//! Pattern Confidence Scorer
//!
//! Assigns each candidate pattern a confidence in `[0, 1]` that blends its
//! statistical strength with how much data backs it. Every model has its own
//! ceiling and floor; a candidate at or under its floor is dropped.
//!
//! ## Models
//!
//! With `n` entries and `span` days between the first and last timestamp:
//!
//! | Pattern | Confidence | Cap | Floor |
//! |---------|------------|-----|-------|
//! | Mood-energy sync | `|r| · min(n/14,1) · min(span/21,1)` | 0.95 | 0.3 |
//! | Weekly rhythm | `base(var) · coverage · min(⌊n/7⌋/3,1)` | 0.9 | 0.2 |
//! | Tag impact (≥3 entries, top 3) | `min(c/10,1)·0.7 + |Δ|/5·0.2 + consistency·0.1` | 0.85 | 0.25 |
//! | Trend direction | `|Δ₇| / 5 · min(n/14,1) · min(span/21,1)` | 0.8 | 0.25 |
//! | Volatility | `min(n/14,1)·0.8 + 0.2 if avg change > 2` | 0.75 | 0.3 |
//!
//! `base(var)` is 0.8 above 1.5, 0.6 above 1, otherwise 0.3, where `var` is
//! the variance of the weekday mood averages over recorded weekdays.
//! Reliability is classified on the capped confidence.

use serde::Serialize;

use crate::analytics::engine::{AnalyticsContext, Analyzer};
use crate::analytics::insight::Insight;
use crate::analytics::stats;
use crate::analytics::tags::{tag_impacts, ImpactDirection};
use crate::analytics::temporal::{self, Volatility, WeekdayProfile};
use crate::types::{day_name, Entry};

/// Entries needed before any confidence score is produced.
pub const MIN_ENTRIES: usize = 7;

const FULL_DATA_ENTRIES: f64 = 14.0;
const FULL_SPAN_DAYS: f64 = 21.0;
const TREND_WINDOW: usize = 7;
const TAG_MIN_COUNT: usize = 3;
const MAX_TAG_SCORES: usize = 3;

/// Fixed step classification of a confidence value.
#[derive(Debug, Clone, Copy, PartialEq, Eq, Serialize)]
#[serde(rename_all = "snake_case")]
pub enum Reliability {
    Excellent,
    Good,
    Moderate,
    Poor,
}

impl Reliability {
    /// ≥0.8 excellent, ≥0.6 good, ≥0.4 moderate, else poor.
    pub fn from_confidence(confidence: f64) -> Self {
        if confidence >= 0.8 {
            Reliability::Excellent
        } else if confidence >= 0.6 {
            Reliability::Good
        } else if confidence >= 0.4 {
            Reliability::Moderate
        } else {
            Reliability::Poor
        }
    }

    pub fn as_str(&self) -> &'static str {
        match self {
            Reliability::Excellent => "excellent",
            Reliability::Good => "good",
            Reliability::Moderate => "moderate",
            Reliability::Poor => "poor",
        }
    }
}

/// How far to trust one detected pattern.
#[derive(Debug, Clone, PartialEq, Serialize)]
pub struct ConfidenceScore {
    pub pattern: String,
    /// 0-1, already capped
    pub confidence: f64,
    pub data_points: usize,
    pub reliability: Reliability,
    pub description: String,
    pub factors: Vec<String>,
    pub timeframe: String,
}

impl ConfidenceScore {
    fn new(
        pattern: impl Into<String>,
        raw_confidence: f64,
        cap: f64,
        data_points: usize,
        description: String,
        factors: Vec<String>,
        timeframe: String,
    ) -> Self {
        let confidence = raw_confidence.clamp(0.0, cap);
        Self {
            pattern: pattern.into(),
            confidence,
            data_points,
            reliability: Reliability::from_confidence(confidence),
            description,
            factors,
            timeframe,
        }
    }
}

/// Confidence scores, highest first, at most `limit`. Empty below
/// [`MIN_ENTRIES`].
pub fn confidence_scores(entries: &[Entry], limit: usize) -> Vec<ConfidenceScore> {
    if entries.len() < MIN_ENTRIES {
        return Vec::new();
    }

    let mut scores = Vec::new();
    scores.extend(mood_energy_confidence(entries).filter(|s| s.confidence > 0.3));
    scores.extend(weekly_rhythm_confidence(entries).filter(|s| s.confidence > 0.2));
    scores.extend(tag_impact_confidence(entries));
    scores.extend(trend_confidence(entries).filter(|s| s.confidence > 0.25));
    scores.extend(volatility_confidence(entries).filter(|s| s.confidence > 0.3));

    scores.sort_by(|a, b| b.confidence.total_cmp(&a.confidence));
    scores.truncate(limit);
    scores
}

fn data_factor(n: usize) -> f64 {
    (n as f64 / FULL_DATA_ENTRIES).min(1.0)
}

fn span_factor(span_days: i64) -> f64 {
    (span_days as f64 / FULL_SPAN_DAYS).min(1.0)
}

fn mood_energy_confidence(entries: &[Entry]) -> Option<ConfidenceScore> {
    let moods: Vec<f64> = entries.iter().map(Entry::mood_f64).collect();
    let energies: Vec<f64> = entries.iter().map(Entry::energy_f64).collect();
    let r = stats::pearson(&moods, &energies);
    let n = entries.len();
    let span = temporal::time_span_days(entries);

    let raw = r.abs() * data_factor(n) * span_factor(span);
    let label = if r.abs() > 0.7 {
        "strong"
    } else if r.abs() > 0.4 {
        "moderate"
    } else {
        "weak"
    };

    Some(ConfidenceScore::new(
        "Mood-Energy Synchronization",
        raw,
        0.95,
        n,
        format!(
            "Your mood and energy levels show {} correlation (r={:.2})",
            label, r
        ),
        vec![
            format!("{} data points", n),
            format!("{} day timespan", span),
            format!("Correlation strength: {:.2}", r.abs()),
        ],
        format!("{} days", span),
    ))
}

fn weekly_rhythm_confidence(entries: &[Entry]) -> Option<ConfidenceScore> {
    let profile = WeekdayProfile::from_entries(entries)?;
    let day_means: Vec<f64> = profile.mood_means().into_iter().map(|(_, m)| m).collect();
    let variance = stats::variance(&day_means)?;
    let coverage = profile.coverage();
    let weeks = entries.len() / 7;

    let base = if variance > 1.5 {
        0.8
    } else if variance > 1.0 {
        0.6
    } else {
        0.3
    };
    let raw = base * coverage * (weeks as f64 / 3.0).min(1.0);

    let (best, _) = profile.best_day()?;
    let (worst, _) = profile.worst_day()?;

    Some(ConfidenceScore::new(
        "Weekly Rhythm Pattern",
        raw,
        0.9,
        entries.len(),
        format!(
            "Your mood peaks on {} and dips on {} with {:.1} variance",
            day_name(best),
            day_name(worst),
            variance
        ),
        vec![
            format!("{}% day coverage", stats::percent(coverage)),
            format!("{} weeks of data", weeks),
            format!("Mood variance: {:.2}", variance),
        ],
        format!("{} weeks", weeks),
    ))
}

fn tag_impact_confidence(entries: &[Entry]) -> Vec<ConfidenceScore> {
    let mut scores: Vec<ConfidenceScore> = tag_impacts(entries, TAG_MIN_COUNT)
        .into_iter()
        .map(|impact| {
            let avg = impact.mood_impact;
            let consistency = (1.0 - impact.mood_spread() / (avg + 0.1).abs()).max(0.0);
            let raw = (impact.count as f64 / 10.0).min(1.0) * 0.7
                + avg.abs() / 5.0 * 0.2
                + consistency * 0.1;
            let verb = match impact.direction {
                ImpactDirection::Boosts => "boosts",
                _ => "lowers",
            };

            ConfidenceScore::new(
                format!("\"{}\" Impact Pattern", impact.tag),
                raw,
                0.85,
                impact.count,
                format!(
                    "\"{}\" {} mood by {:.1} points on average",
                    impact.tag,
                    verb,
                    avg.abs()
                ),
                vec![
                    format!("{} occurrences", impact.count),
                    format!("Impact: {:+.2}", avg),
                    format!("Consistency: {:.2}", consistency),
                ],
                format!("{} instances", impact.count),
            )
        })
        .filter(|s| s.confidence > 0.25)
        .collect();

    scores.sort_by(|a, b| b.confidence.total_cmp(&a.confidence));
    scores.truncate(MAX_TAG_SCORES);
    scores
}

fn trend_confidence(entries: &[Entry]) -> Option<ConfidenceScore> {
    let n = entries.len();
    if n < TREND_WINDOW {
        return None;
    }
    let recent = temporal::mean_mood(&entries[..TREND_WINDOW])?;
    let older = temporal::mean_mood(&entries[n - TREND_WINDOW..])?;
    let delta = (recent - older).abs();
    let span = temporal::time_span_days(entries);

    let raw = delta / 5.0 * data_factor(n) * span_factor(span);
    let (direction, change) = if recent > older {
        ("Improving", "increase")
    } else {
        ("Declining", "decrease")
    };

    Some(ConfidenceScore::new(
        "Mood Trend Direction",
        raw,
        0.8,
        n,
        format!(
            "{} trend with {:.1} point {}",
            direction, delta, change
        ),
        vec![
            format!("{} data points", n),
            format!("{} day span", span),
            format!("Trend strength: {:.2}", delta),
        ],
        format!("{} days", span),
    ))
}

fn volatility_confidence(entries: &[Entry]) -> Option<ConfidenceScore> {
    let volatility = Volatility::from_entries(entries)?;
    let bonus = if volatility.mean > 2.0 { 0.2 } else { 0.0 };
    let raw = data_factor(entries.len()) * 0.8 + bonus;

    Some(ConfidenceScore::new(
        "Emotional Volatility Pattern",
        raw,
        0.75,
        volatility.transitions,
        format!(
            "{} emotional volatility ({:.1} avg daily change)",
            volatility.label(),
            volatility.mean
        ),
        vec![
            format!("{} day-to-day changes", volatility.transitions),
            format!("Average volatility: {:.2}", volatility.mean),
            format!("Standard deviation: {:.2}", volatility.std_dev),
        ],
        format!("{} transitions", volatility.transitions),
    ))
}

/// Analyzer wrapper for [`confidence_scores`].
pub struct ConfidenceAnalyzer;

impl ConfidenceAnalyzer {
    pub fn new() -> Self {
        Self
    }
}

impl Default for ConfidenceAnalyzer {
    fn default() -> Self {
        Self::new()
    }
}

impl Analyzer for ConfidenceAnalyzer {
    fn name(&self) -> &str {
        "core.confidence"
    }

    fn min_entries(&self) -> usize {
        MIN_ENTRIES
    }

    fn analyze(&self, entries: &[Entry], ctx: &mut AnalyticsContext) -> Vec<Insight> {
        confidence_scores(entries, ctx.config.max_confidence_scores)
            .into_iter()
            .map(Insight::Confidence)
            .collect()
    }
}

#[cfg(test)]
mod tests {
    use super::*;
    use crate::analytics::testutil::{daily_entries, flat_entries};

    fn patterns(scores: &[ConfidenceScore]) -> Vec<&str> {
        scores.iter().map(|s| s.pattern.as_str()).collect()
    }

    #[test]
    fn test_reliability_steps() {
        assert_eq!(Reliability::from_confidence(0.81), Reliability::Excellent);
        assert_eq!(Reliability::from_confidence(0.8), Reliability::Excellent);
        assert_eq!(Reliability::from_confidence(0.6), Reliability::Good);
        assert_eq!(Reliability::from_confidence(0.59), Reliability::Moderate);
        assert_eq!(Reliability::from_confidence(0.4), Reliability::Moderate);
        assert_eq!(Reliability::from_confidence(0.39), Reliability::Poor);
    }

    #[test]
    fn test_threshold_boundary() {
        assert!(confidence_scores(&flat_entries(6, 5, 5), 6).is_empty());
        assert!(!confidence_scores(&flat_entries(7, 5, 5), 6).is_empty());
    }

    #[test]
    fn test_identical_week_drops_weekly_rhythm() {
        // Seven identical entries on seven different weekdays
        let entries = flat_entries(7, 5, 5);
        let scores = confidence_scores(&entries, 6);

        let weekly = weekly_rhythm_confidence(&entries).unwrap();
        assert!((weekly.confidence - 0.1).abs() < 1e-9);
        assert!(!patterns(&scores).contains(&"Weekly Rhythm Pattern"));

        // Only volatility clears its floor: 7/14 * 0.8
        assert_eq!(patterns(&scores), vec!["Emotional Volatility Pattern"]);
        assert!((scores[0].confidence - 0.4).abs() < 1e-9);
        assert_eq!(scores[0].reliability, Reliability::Moderate);
    }

    #[test]
    fn test_strong_sync_over_three_weeks() {
        let mut specs = Vec::new();
        for i in 0..21 {
            let v = if i % 2 == 0 { 8 } else { 3 };
            specs.push((v, v, ""));
        }
        let entries = daily_entries(&specs);
        let scores = confidence_scores(&entries, 6);

        let sync = scores
            .iter()
            .find(|s| s.pattern == "Mood-Energy Synchronization")
            .unwrap();
        // r = 1 and full data; span 20/21 lands just above the 0.95 cap
        assert_eq!(sync.confidence, 0.95);
        assert_eq!(sync.reliability, Reliability::Excellent);

        let volatility = scores
            .iter()
            .find(|s| s.pattern == "Emotional Volatility Pattern")
            .unwrap();
        assert_eq!(volatility.confidence, 0.75);
        assert_eq!(volatility.data_points, 20);

        for pair in scores.windows(2) {
            assert!(pair[0].confidence >= pair[1].confidence);
        }
        assert!(scores.iter().all(|s| (0.0..=1.0).contains(&s.confidence)));
    }

    #[test]
    fn test_tag_scores_need_three_occurrences() {
        let entries = daily_entries(&[
            (9, 5, "walk"),
            (4, 5, ""),
            (9, 5, "walk"),
            (4, 5, "rain"),
            (9, 5, "walk"),
            (4, 5, "rain"),
            (4, 5, ""),
        ]);
        let scores = tag_impact_confidence(&entries);
        assert_eq!(patterns(&scores), vec!["\"walk\" Impact Pattern"]);

        let walk = &scores[0];
        assert_eq!(walk.data_points, 3);
        assert!(walk.description.starts_with("\"walk\" boosts mood by"));
        // 0.21 + |Δ|/5*0.2 + consistency (spread is zero) 0.1
        let delta = 9.0 - 43.0 / 7.0;
        let expected = 0.3 * 0.7 + delta / 5.0 * 0.2 + 0.1;
        assert!((walk.confidence - expected).abs() < 1e-9);
    }

    #[test]
    fn test_trend_compares_leading_and_trailing_windows() {
        let mut specs = vec![(8, 5, ""); 7];
        specs.extend(vec![(3, 5, ""); 7]);
        let entries = daily_entries(&specs);
        let trend = trend_confidence(&entries).unwrap();
        assert!(trend.description.starts_with("Improving trend with 5.0 point increase"));
        // delta 5 → 1.0 · 14/14 · 13/21
        assert!((trend.confidence - 0.8f64.min(13.0 / 21.0)).abs() < 1e-9);
    }
}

WHAT TO PRODUCE. Return only the number of lines in the data above that hold the word "older".

OUTPUT OF THE EXERCISE. 3